Moments of Eternal Glory (3): The Son's Role



Pernicious behaviors, deceitful desires we detest, clinging habits, cravings and clutchings can sometimes cloud our view of God’s working in our life. Particularly for me right now, doubts, fears, feeling like I deserve my rights, all sap my forward walk. Do I, do we really know all that he has provided for our sanctification? For our walk? For our success? He desires victory for us! His glory, his name, after all, is reflected.

Not only does the Father provide for our sanctification, but the Son as well (1). I am not alone in this walk, in this journey. I see my failings, but I am not alone nor left. It is our union with Christ and the resultant justification that form the grounds for sanctification. In him, we have his very righteousness imputed to us! Peace and rest flood with this thought. As John Murray gloriously declares, “So intimate is the union between Christ and his people that they were partakers with him in all [his] triumphal achievements” (2). Not only is it an objective transaction, but it also provides the motivation—to become what we are in him out of love and gratitude.

But the implications of our glorious union with him does not stop there—not only do we have his imputed righteousness, but his life is now being lived out in us; his life is now our life (3). We have new hearts and new desires that are being transformed into his. John Piper points out that “our destiny to be like Christ is ultimately about being prepared and enabled to see and savor the glory of his superiority. We must have his character and likeness in order to know him and see him and love him and admire him the way we ought….We become like him not merely to be his brothers—which is true and wonderful—but mainly to have a nature that is fully able to be in awe of him as the one who has ‘first place in everything’ (Col. 1:18, NASB)” (4). In awe of him.

Not only is this union positive, but it is also “negative.” Christ is the earner of our sanctification through his conquering of sin, death, and Satan, which is then communicated to the believer in union.
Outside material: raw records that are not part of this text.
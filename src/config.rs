//! Configuration file loading
//!
//! `workflow-sync.toml` holds the organization, the tool version lists
//! exposed to templates, and the base projects to sync. When the default file
//! is absent the built-in LocalGov Drupal configuration is used.

use std::collections::BTreeMap;
use std::path::{Path, PathBuf};
use std::time::Duration;

use chrono::NaiveDate;
use serde::{Deserialize, Serialize};

use crate::error::ConfigError;
use crate::render::{TemplateVariables, ToolVersions};

/// Config file looked up in the working directory
pub const DEFAULT_CONFIG_FILE: &str = "workflow-sync.toml";

/// Project selector meaning every configured base project
pub const ALL_PROJECTS: &str = "all";

/// Placeholder in `branch_name` replaced by the run date
const DATE_PLACEHOLDER: &str = "{date}";

/// Base project settings
#[derive(Debug, Clone, PartialEq, Eq, Serialize, Deserialize)]
pub struct BaseProjectConfig {
    /// Repository name; taken from the table key
    #[serde(skip)]
    pub name: String,
    /// Template file name inside the templates directory
    pub template: String,
    /// Path of the workflow inside each repository
    pub workflow_file: String,
    /// Version branches of the base project to walk from
    pub versions: Vec<String>,
}

impl BaseProjectConfig {
    pub fn new(
        name: impl Into<String>,
        template: impl Into<String>,
        workflow_file: impl Into<String>,
        versions: Vec<String>,
    ) -> Self {
        Self {
            name: name.into(),
            template: template.into(),
            workflow_file: workflow_file.into(),
            versions,
        }
    }
}

/// Top-level configuration
#[derive(Debug, Clone, PartialEq, Eq, Serialize, Deserialize)]
#[serde(default)]
pub struct Config {
    /// GitHub organization owning every repository
    pub organization: String,
    /// Directory holding workflow templates
    pub templates_dir: PathBuf,
    /// Working branch name; `{date}` expands to the run date
    pub branch_name: String,
    /// Seconds to pause after each mutating API call
    pub cooldown_seconds: u64,
    /// Walk repositories again when required at a new branch
    pub explore_new_branches: bool,
    /// Version lists exposed to templates as top-level variables
    pub tool_versions: ToolVersions,
    /// Base projects keyed by repository name
    pub base_projects: BTreeMap<String, BaseProjectConfig>,
}

impl Default for Config {
    fn default() -> Self {
        let tool_versions = ToolVersions::from([
            ("drupal_versions".to_string(), vec!["~9.3".to_string()]),
            (
                "php_versions".to_string(),
                vec!["7.4".to_string(), "8.1".to_string()],
            ),
        ]);
        let base_project = BaseProjectConfig::new(
            "localgov_project",
            "test_localgov.yml",
            ".github/workflows/test.yml",
            vec!["2.x".to_string()],
        );

        Self {
            organization: "localgovdrupal".to_string(),
            templates_dir: PathBuf::from("templates"),
            branch_name: format!("fix/github-workflow-update-{}", DATE_PLACEHOLDER),
            cooldown_seconds: 2,
            explore_new_branches: false,
            tool_versions,
            base_projects: BTreeMap::from([(base_project.name.clone(), base_project)]),
        }
    }
}

impl Config {
    /// Load from an explicit path, or from the default file when present
    pub fn load(path: Option<&Path>) -> Result<Self, ConfigError> {
        match path {
            Some(path) => Self::from_file(path),
            None => {
                let default = Path::new(DEFAULT_CONFIG_FILE);
                if default.exists() {
                    Self::from_file(default)
                } else {
                    Ok(Self::default())
                }
            }
        }
    }

    /// Load and validate a TOML file
    pub fn from_file(path: &Path) -> Result<Self, ConfigError> {
        let content = std::fs::read_to_string(path).map_err(|e| ConfigError::Read {
            path: path.to_path_buf(),
            source: e,
        })?;
        Self::from_toml_str(&content).map_err(|e| match e {
            ConfigError::Parse { message, .. } => ConfigError::Parse {
                path: path.to_path_buf(),
                message,
            },
            other => other,
        })
    }

    /// Parse and validate TOML content
    pub fn from_toml_str(content: &str) -> Result<Self, ConfigError> {
        let mut config: Config = toml::from_str(content).map_err(|e| ConfigError::Parse {
            path: PathBuf::new(),
            message: e.to_string(),
        })?;
        for (name, project) in config.base_projects.iter_mut() {
            project.name = name.clone();
        }
        config.validate()?;
        Ok(config)
    }

    /// Check semantic constraints serde cannot express
    pub fn validate(&self) -> Result<(), ConfigError> {
        let invalid = |message: String| Err(ConfigError::Invalid { message });

        if self.organization.trim().is_empty() {
            return invalid("organization is empty".to_string());
        }
        if self.branch_name.trim().is_empty() {
            return invalid("branch_name is empty".to_string());
        }
        if self.base_projects.is_empty() {
            return invalid("no base projects configured".to_string());
        }
        for (name, project) in &self.base_projects {
            if name == ALL_PROJECTS {
                return invalid(format!("'{}' cannot be used as a project name", ALL_PROJECTS));
            }
            if project.template.trim().is_empty() {
                return invalid(format!("base project '{}' has no template", name));
            }
            if project.workflow_file.trim().is_empty() {
                return invalid(format!("base project '{}' has no workflow_file", name));
            }
            if project.versions.is_empty() || project.versions.iter().any(|v| v.trim().is_empty()) {
                return invalid(format!("base project '{}' needs non-empty versions", name));
            }
        }
        if let Some(name) = self
            .tool_versions
            .keys()
            .find(|k| TemplateVariables::RESERVED.contains(&k.as_str()))
        {
            return invalid(format!("tool_versions.{} shadows a template variable", name));
        }
        Ok(())
    }

    /// Base projects named by a CLI selector (`all` or a project name)
    pub fn select(&self, selector: &str) -> Result<Vec<&BaseProjectConfig>, ConfigError> {
        if selector == ALL_PROJECTS {
            return Ok(self.base_projects.values().collect());
        }
        self.base_projects
            .get(selector)
            .map(|project| vec![project])
            .ok_or_else(|| ConfigError::UnknownProject {
                name: selector.to_string(),
            })
    }

    /// Working branch name for a run on `date`
    pub fn working_branch(&self, date: NaiveDate) -> String {
        self.branch_name
            .replace(DATE_PLACEHOLDER, &date.format("%Y-%m-%d").to_string())
    }

    /// Pause after each mutating API call
    pub fn cooldown(&self) -> Duration {
        Duration::from_secs(self.cooldown_seconds)
    }
}

#[cfg(test)]
mod tests {
    use super::*;
    use std::fs;
    use tempfile::TempDir;

    const SAMPLE: &str = r#"
organization = "example"
templates_dir = "ci"
branch_name = "ci/sync-{date}"
cooldown_seconds = 0

[tool_versions]
php_versions = ["8.1", "8.2"]

[base_projects.platform]
template = "platform.yml"
workflow_file = ".github/workflows/ci.yml"
versions = ["1.x", "2.x"]

[base_projects.site]
template = "site.yml"
workflow_file = ".github/workflows/ci.yml"
versions = ["main"]
"#;

    #[test]
    fn test_default_config() {
        let config = Config::default();
        assert_eq!(config.organization, "localgovdrupal");
        assert_eq!(config.cooldown(), Duration::from_secs(2));
        let project = &config.base_projects["localgov_project"];
        assert_eq!(project.name, "localgov_project");
        assert_eq!(project.versions, vec!["2.x"]);
        assert_eq!(config.tool_versions["php_versions"], vec!["7.4", "8.1"]);
        assert!(config.validate().is_ok());
    }

    #[test]
    fn test_parse_sample() {
        let config = Config::from_toml_str(SAMPLE).unwrap();
        assert_eq!(config.organization, "example");
        assert_eq!(config.templates_dir, PathBuf::from("ci"));
        assert!(!config.explore_new_branches);
        assert_eq!(config.base_projects.len(), 2);
        assert_eq!(config.base_projects["site"].name, "site");
        assert!(!config.tool_versions.contains_key("drupal_versions"));
    }

    #[test]
    fn test_missing_keys_use_defaults() {
        let config = Config::from_toml_str("organization = \"example\"").unwrap();
        assert_eq!(config.organization, "example");
        assert!(config.base_projects.contains_key("localgov_project"));
    }

    #[test]
    fn test_select() {
        let config = Config::from_toml_str(SAMPLE).unwrap();
        assert_eq!(config.select("all").unwrap().len(), 2);
        assert_eq!(config.select("site").unwrap()[0].template, "site.yml");
        let err = config.select("nope").unwrap_err();
        assert!(matches!(err, ConfigError::UnknownProject { .. }));
    }

    #[test]
    fn test_working_branch_expands_date() {
        let config = Config::default();
        let date = NaiveDate::from_ymd_opt(2024, 3, 7).unwrap();
        assert_eq!(
            config.working_branch(date),
            "fix/github-workflow-update-2024-03-07"
        );
    }

    #[test]
    fn test_working_branch_without_placeholder() {
        let config = Config {
            branch_name: "workflow-sync".to_string(),
            ..Config::default()
        };
        let date = NaiveDate::from_ymd_opt(2024, 3, 7).unwrap();
        assert_eq!(config.working_branch(date), "workflow-sync");
    }

    #[test]
    fn test_validate_rejects_empty_versions() {
        let err = Config::from_toml_str(
            r#"
[base_projects.p]
template = "t.yml"
workflow_file = "w.yml"
versions = []
"#,
        )
        .unwrap_err();
        assert!(err.to_string().contains("non-empty versions"));
    }

    #[test]
    fn test_validate_rejects_reserved_tool_name() {
        let err = Config::from_toml_str("[tool_versions]\nrepo = [\"x\"]").unwrap_err();
        assert!(matches!(err, ConfigError::Invalid { .. }));
    }

    #[test]
    fn test_validate_rejects_empty_organization() {
        let err = Config::from_toml_str("organization = \"\"").unwrap_err();
        assert!(err.to_string().contains("organization is empty"));
    }

    #[test]
    fn test_from_file_reports_path() {
        let dir = TempDir::new().unwrap();
        let path = dir.path().join("broken.toml");
        fs::write(&path, "organization = [").unwrap();
        let err = Config::from_file(&path).unwrap_err();
        assert!(err.to_string().contains("broken.toml"));
    }

    #[test]
    fn test_load_explicit_missing_file() {
        let err = Config::load(Some(Path::new("/nonexistent/workflow-sync.toml"))).unwrap_err();
        assert!(matches!(err, ConfigError::Read { .. }));
    }
}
His victory is our victory. What is this victory? Another whole book, but I need not be afraid in the present nor in the future, nor of my past. 


 “For everyone who has been born of God overcomes the world. We know that everyone who has been born of God does not keep on sinning, but he who was born of God protects him, and the evil one does not touch him” 1 John 5:4, 18.
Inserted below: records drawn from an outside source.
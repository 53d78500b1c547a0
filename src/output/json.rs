//! JSON output formatter for machine processing
//!
//! This module provides:
//! - JSON serialization of run summaries
//! - Totals per outcome keyed by outcome label

use crate::domain::{BaseProjectSummary, RunSummary};
use crate::output::OutputFormatter;
use serde::Serialize;
use std::collections::BTreeMap;
use std::io::Write;

/// JSON formatter for machine-readable output
#[derive(Debug, Default)]
pub struct JsonFormatter;

impl JsonFormatter {
    /// Create a new JSON formatter
    pub fn new() -> Self {
        Self
    }
}

/// JSON representation of the full run
#[derive(Serialize)]
struct JsonOutput<'a> {
    /// Whether mutations were skipped
    check: bool,
    /// Working branch name the per-version branches derive from
    working_branch: &'a str,
    /// Per base project results
    projects: &'a [BaseProjectSummary],
    /// Run totals
    totals: JsonTotals,
}

/// JSON representation of run totals
#[derive(Serialize)]
struct JsonTotals {
    /// Reconciled pairs
    pairs: usize,
    /// Failed pairs
    failures: usize,
    /// Reports containing each outcome
    outcomes: BTreeMap<&'static str, usize>,
}

impl JsonTotals {
    fn from_summary(summary: &RunSummary) -> Self {
        Self {
            pairs: summary.reports().count(),
            failures: summary.failures().count(),
            outcomes: summary
                .outcome_counts()
                .into_iter()
                .map(|(outcome, count)| (outcome.label(), count))
                .collect(),
        }
    }
}

fn to_io_error(e: serde_json::Error) -> std::io::Error {
    std::io::Error::other(e)
}

impl OutputFormatter for JsonFormatter {
    fn format(&self, summary: &RunSummary, writer: &mut dyn Write) -> std::io::Result<()> {
        let output = JsonOutput {
            check: summary.check,
            working_branch: &summary.working_branch,
            projects: &summary.projects,
            totals: JsonTotals::from_summary(summary),
        };
        serde_json::to_writer_pretty(&mut *writer, &output).map_err(to_io_error)?;
        writeln!(writer)
    }

    fn format_project(
        &self,
        project: &BaseProjectSummary,
        writer: &mut dyn Write,
    ) -> std::io::Result<()> {
        serde_json::to_writer_pretty(&mut *writer, project).map_err(to_io_error)?;
        writeln!(writer)
    }
}
//! Output formatting for run summaries
//!
//! This module provides:
//! - Text output for human-readable display
//! - JSON output for machine processing

mod json;
mod text;

pub use json::JsonFormatter;
pub use text::TextFormatter;

use crate::domain::{BaseProjectSummary, RunSummary};
use std::io::{IsTerminal, Write};

/// Output format options
#[derive(Debug, Clone, Copy, PartialEq, Eq, Default)]
pub enum OutputFormat {
    /// Human-readable text output
    #[default]
    Text,
    /// JSON output for machine processing
    Json,
}

/// Output verbosity level
#[derive(Debug, Clone, Copy, PartialEq, Eq, Default)]
pub enum Verbosity {
    /// Totals and failures only
    Quiet,
    /// Changed pairs, failures and totals
    #[default]
    Normal,
    /// Every pair, including unchanged ones
    Verbose,
}

/// Configuration for output formatting
#[derive(Debug, Clone)]
pub struct OutputConfig {
    /// Output format (text, json)
    pub format: OutputFormat,
    /// Verbosity level
    pub verbosity: Verbosity,
    /// Whether to use colors (when supported)
    pub color: bool,
}

impl Default for OutputConfig {
    fn default() -> Self {
        Self {
            format: OutputFormat::default(),
            verbosity: Verbosity::default(),
            color: true,
        }
    }
}

impl OutputConfig {
    /// Create configuration from CLI arguments
    pub fn from_cli(json: bool, verbose: bool, quiet: bool) -> Self {
        let format = if json {
            OutputFormat::Json
        } else {
            OutputFormat::Text
        };

        let verbosity = if quiet {
            Verbosity::Quiet
        } else if verbose {
            Verbosity::Verbose
        } else {
            Verbosity::Normal
        };

        Self {
            format,
            verbosity,
            color: std::io::stdout().is_terminal(),
        }
    }
}

/// Trait for output formatters
pub trait OutputFormatter {
    /// Format and write the whole run summary
    fn format(&self, summary: &RunSummary, writer: &mut dyn Write) -> std::io::Result<()>;

    /// Format and write a single base project
    fn format_project(
        &self,
        project: &BaseProjectSummary,
        writer: &mut dyn Write,
    ) -> std::io::Result<()>;
}

/// Create an output formatter based on configuration
pub fn create_formatter(config: OutputConfig) -> Box<dyn OutputFormatter> {
    match config.format {
        OutputFormat::Text => Box::new(TextFormatter::with_color(config.verbosity, config.color)),
        OutputFormat::Json => Box::new(JsonFormatter::new()),
    }
}

#[cfg(test)]
mod tests {
    use super::*;

    #[test]
    fn test_output_config_default() {
        let config = OutputConfig::default();
        assert_eq!(config.format, OutputFormat::Text);
        assert_eq!(config.verbosity, Verbosity::Normal);
        assert!(config.color);
    }

    #[test]
    fn test_output_config_from_cli_json() {
        let config = OutputConfig::from_cli(true, false, false);
        assert_eq!(config.format, OutputFormat::Json);
        assert_eq!(config.verbosity, Verbosity::Normal);
    }

    #[test]
    fn test_output_config_from_cli_verbosity() {
        assert_eq!(
            OutputConfig::from_cli(false, true, false).verbosity,
            Verbosity::Verbose
        );
        assert_eq!(
            OutputConfig::from_cli(false, false, true).verbosity,
            Verbosity::Quiet
        );
        // quiet wins over verbose
        assert_eq!(
            OutputConfig::from_cli(false, true, true).verbosity,
            Verbosity::Quiet
        );
    }
}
 Like the Father, Christ is also spoken of as the pattern for our sanctification. We see his life, his abundant life, lived out in the Gospels. We see how he lived. Praise be to him, we are not left guessing or wondering what a sanctified life looks like.
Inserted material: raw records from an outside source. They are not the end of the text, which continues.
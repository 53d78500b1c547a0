//! workflow-sync - GitHub workflow synchronizer CLI tool
//!
//! Renders a workflow template for every repository in the composer
//! dependency tree of the configured base projects and proposes the
//! result through pull requests.

use anyhow::Context;
use clap::Parser;
use std::io::{self, Write};
use std::process::ExitCode;
use tracing::{debug, error};
use workflow_sync::cli::{CliArgs, Command, UpdateArgs};
use workflow_sync::config::{Config, ALL_PROJECTS};
use workflow_sync::error::ConfigError;
use workflow_sync::gateway::{GitHubGateway, HttpClient};
use workflow_sync::logging::init_logger;
use workflow_sync::orchestrator::{Orchestrator, RunOptions};
use workflow_sync::output::{create_formatter, OutputConfig};
use workflow_sync::render::TemplateRenderer;

/// Exit code for an unknown base project
const EXIT_INVALID_PROJECT: u8 = 2;

/// Exit code when at least one pair failed to reconcile
const EXIT_PAIR_FAILURES: u8 = 3;

#[tokio::main]
async fn main() -> ExitCode {
    let args = CliArgs::parse();
    init_logger(args.verbose, args.quiet, args.log_json);

    // Run the main logic and handle errors
    match run(&args).await {
        Ok(exit_code) => exit_code,
        Err(e) => {
            error!("{:#}", e);
            ExitCode::FAILURE
        }
    }
}

/// Main application logic
async fn run(args: &CliArgs) -> anyhow::Result<ExitCode> {
    let config = Config::load(args.config.as_deref())?;
    debug!(
        "workflow-sync v{} for organization {}",
        env!("CARGO_PKG_VERSION"),
        config.organization
    );

    match &args.command {
        Command::Update(update) => update_workflows(args, update, &config).await,
    }
}

/// Handle the `update` subcommand
async fn update_workflows(
    args: &CliArgs,
    update: &UpdateArgs,
    config: &Config,
) -> anyhow::Result<ExitCode> {
    // Resolve the selection before touching the network
    let projects = match config.select(&update.project) {
        Ok(projects) => projects,
        Err(ConfigError::UnknownProject { name }) => {
            let known: Vec<&str> = config.base_projects.keys().map(String::as_str).collect();
            error!(
                "Project '{}' not listed in config. Try '{}' or one of: {}",
                name,
                ALL_PROJECTS,
                known.join(", ")
            );
            return Ok(ExitCode::from(EXIT_INVALID_PROJECT));
        }
        Err(e) => return Err(e.into()),
    };

    let Some(token) = args.token.as_deref().filter(|t| !t.trim().is_empty()) else {
        error!("No GitHub token given. Set GITHUB_TOKEN or pass --token");
        return Ok(ExitCode::FAILURE);
    };

    let client = HttpClient::for_base_url(&args.api_url)?;
    let gateway = match GitHubGateway::authenticate(client, token, &config.organization).await {
        Ok(gateway) => gateway,
        Err(e) => {
            error!("Unable to authenticate with GitHub: {}", e);
            return Ok(ExitCode::FAILURE);
        }
    };

    let renderer = TemplateRenderer::new(&config.templates_dir);
    let options = RunOptions::from_cli(config, update, chrono::Local::now().date_naive());
    let summary = Orchestrator::new(&gateway, &renderer, config, options)
        .run(&projects)
        .await
        .context("Run aborted")?;

    // Output results
    let formatter = create_formatter(OutputConfig::from_cli(args.json, args.verbose, args.quiet));
    let mut stdout = io::stdout().lock();
    formatter.format(&summary, &mut stdout)?;
    stdout.flush()?;

    if summary.has_failures() {
        Ok(ExitCode::from(EXIT_PAIR_FAILURES))
    } else {
        Ok(ExitCode::SUCCESS)
    }
}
Furthermore, Christ intercedes for our faith to stand firm, to protect us—he is interceding for us! This is portrayed, especially in Hebrews 7:25, as the grounds for believers’ perseverance and bringing each to God’s desired end for them.

 In summary, though, the overarching biblical theme is the definitive work of Christ; he sanctified himself so that believers might be sanctified.

“And for their sake I consecrate myself, that they also may be sanctified in truth” (Jn. 17:19).

NOTES

(1) Jn. 17:19; 1 Cor. 1:2; 1 Cor. 6:11; Heb. 2:11; Heb. 10:10; Heb. 10:14; Heb. 10:29; Heb. 13:12; 1 Cor. 1:30; 1 Pet. 1:2; 1 Cor. 1:2; Eph. 2:21; Eph. 5:26-27; Col. 1:22; 1 Thes. 3:13; 2 Tim. 1:9; 1 Pet. 2:5.

(2) Murray, John. “Definitive Sanctification.” Calvin Theological Journal 2, no. 1 (1967): 5-21, p. 16.
(3) Col. 3:4; Gal. 2:21; 1 John 2:6, 5:11.

(4) John Piper, God is the Gospel: Mediations on God’s Love as the Gift of Himself  (Wheaton, IL: Crossway Books, 2011), 151.